● **Required action**
Every line below between the line holding "references an unknown" and the line holding "let document = save_graph(graph);", inclusive, should be repeated exactly, and all other lines omitted.

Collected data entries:
//! Graph document save/load
//!
//! A saved document records each node as (type name, position, header color,
//! salt) and each connection as a pair of 64-bit pin ids. Per-pin ids are
//! never stored: a node's ids are drawn from a deterministic RNG seeded with
//! its salt, one per pin in declaration order (inputs then outputs), so the
//! load path regenerates the identical sequence after the factory has rebuilt
//! the node's pins. Random 64-bit ids are assumed collision-free; collisions
//! are not detected.

use std::collections::HashMap;
use std::fs;
use std::path::Path;

use glam::Vec2;
use log::error;
use rand::rngs::StdRng;
use rand::{Rng, SeedableRng};
use serde::{Deserialize, Serialize};
use thiserror::Error;

use crate::nodes::graph::NodeGraph;
use crate::nodes::node::NodeId;
use crate::nodes::pin::PinId;
use crate::plugins::MacroRegistry;

/// Errors from reading or writing a graph document file. Reference errors
/// inside a parsed document are not here: those are logged and skipped.
#[derive(Debug, Error)]
pub enum PersistenceError {
    #[error("io error: {0}")]
    Io(#[from] std::io::Error),
    #[error("malformed graph document: {0}")]
    Format(#[from] serde_json::Error),
}

/// One saved node.
#[derive(Debug, Clone, Serialize, Deserialize)]
pub struct NodeRecord {
    #[serde(rename = "ID")]
    pub type_name: String,
    pub pos: Vec2,
    pub header_color: u32,
    pub salt: u64,
}

/// A complete saved graph.
#[derive(Debug, Clone, Default, Serialize, Deserialize)]
pub struct GraphDocument {
    #[serde(rename = "Nodes")]
    pub nodes: Vec<NodeRecord>,
    #[serde(rename = "Links")]
    pub links: Vec<[u64; 2]>,
}

/// Serializes a graph into a document with freshly drawn salts.
pub fn save_graph(graph: &NodeGraph) -> GraphDocument {
    let mut node_ids: Vec<NodeId> = graph.iter_nodes().map(|n| n.id).collect();
    node_ids.sort_unstable();

    let mut serial_ids: HashMap<PinId, u64> = HashMap::new();
    let mut records = Vec::with_capacity(node_ids.len());

    for &id in &node_ids {
        let Some(node) = graph.node(id) else { continue };
        let salt: u64 = rand::random();
        let mut rng = StdRng::seed_from_u64(salt);
        for &pin in node.inputs().iter().chain(node.outputs()) {
            serial_ids.insert(pin, rng.random());
        }
        records.push(NodeRecord {
            type_name: node.type_name.clone(),
            pos: node.position,
            header_color: node.header_color,
            salt,
        });
    }

    // Scan output → input only, so every connection is written exactly once.
    let mut links = Vec::new();
    for &id in &node_ids {
        let Some(node) = graph.node(id) else { continue };
        for &pin in node.outputs() {
            let Some(output) = graph.pin(pin) else { continue };
            for &remote in output.connections() {
                if let (Some(&out_id), Some(&in_id)) = (serial_ids.get(&pin), serial_ids.get(&remote)) {
                    links.push([out_id, in_id]);
                }
            }
        }
    }

    GraphDocument {
        nodes: records,
        links,
    }
}

/// Rebuilds a graph from a document, resolving node types through `registry`.
///
/// Unresolvable nodes and links are logged and skipped; everything else
/// still loads.
pub fn load_graph(document: &GraphDocument, registry: &MacroRegistry) -> NodeGraph {
    let mut graph = NodeGraph::new();
    let mut live_pins: HashMap<u64, PinId> = HashMap::new();

    for record in &document.nodes {
        let Some(node_id) =
            graph.create_node(registry, &record.type_name, record.pos, record.header_color)
        else {
            error!("cannot restore node of unknown type '{}'", record.type_name);
            continue;
        };

        // Same salt, same declaration order, same id sequence as at save time.
        let mut rng = StdRng::seed_from_u64(record.salt);
        if let Some(node) = graph.node(node_id) {
            let pins: Vec<PinId> = node.inputs().iter().chain(node.outputs()).copied().collect();
            for pin in pins {
                live_pins.insert(rng.random(), pin);
            }
        }
    }

    for link in &document.links {
        let (Some(&output), Some(&input)) = (live_pins.get(&link[0]), live_pins.get(&link[1]))
        else {
            error!("link [{}, {}] references an unknown pin id, skipping", link[0], link[1]);
            continue;
        };
        if !graph.connect(output, input) {
            error!("recorded link [{}, {}] is not connectable, skipping", link[0], link[1]);
        }
    }

    graph
}

/// Saves a graph as pretty-printed JSON.
pub fn save_to_file(path: &Path, graph: &NodeGraph) -> Result<(), PersistenceError> {
    let document = save_graph(graph);
    let json = serde_json::to_string_pretty(&document)?;
    fs::write(path, json)?;
    Ok(())
}

/// Loads a graph document file, resolving node types through `registry`.
pub fn load_from_file(path: &Path, registry: &MacroRegistry) -> Result<NodeGraph, PersistenceError> {
    let content = fs::read_to_string(path)?;
    let document: GraphDocument = serde_json::from_str(&content)?;
    Ok(load_graph(&document, registry))
}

● **Task result**
            error!("link [{}, {}] references an unknown pin id, skipping", link[0], link[1]);
            continue;
        };
        if !graph.connect(output, input) {
            error!("recorded link [{}, {}] is not connectable, skipping", link[0], link[1]);
        }
    }

    graph
}

/// Saves a graph as pretty-printed JSON.
pub fn save_to_file(path: &Path, graph: &NodeGraph) -> Result<(), PersistenceError> {
    let document = save_graph(graph);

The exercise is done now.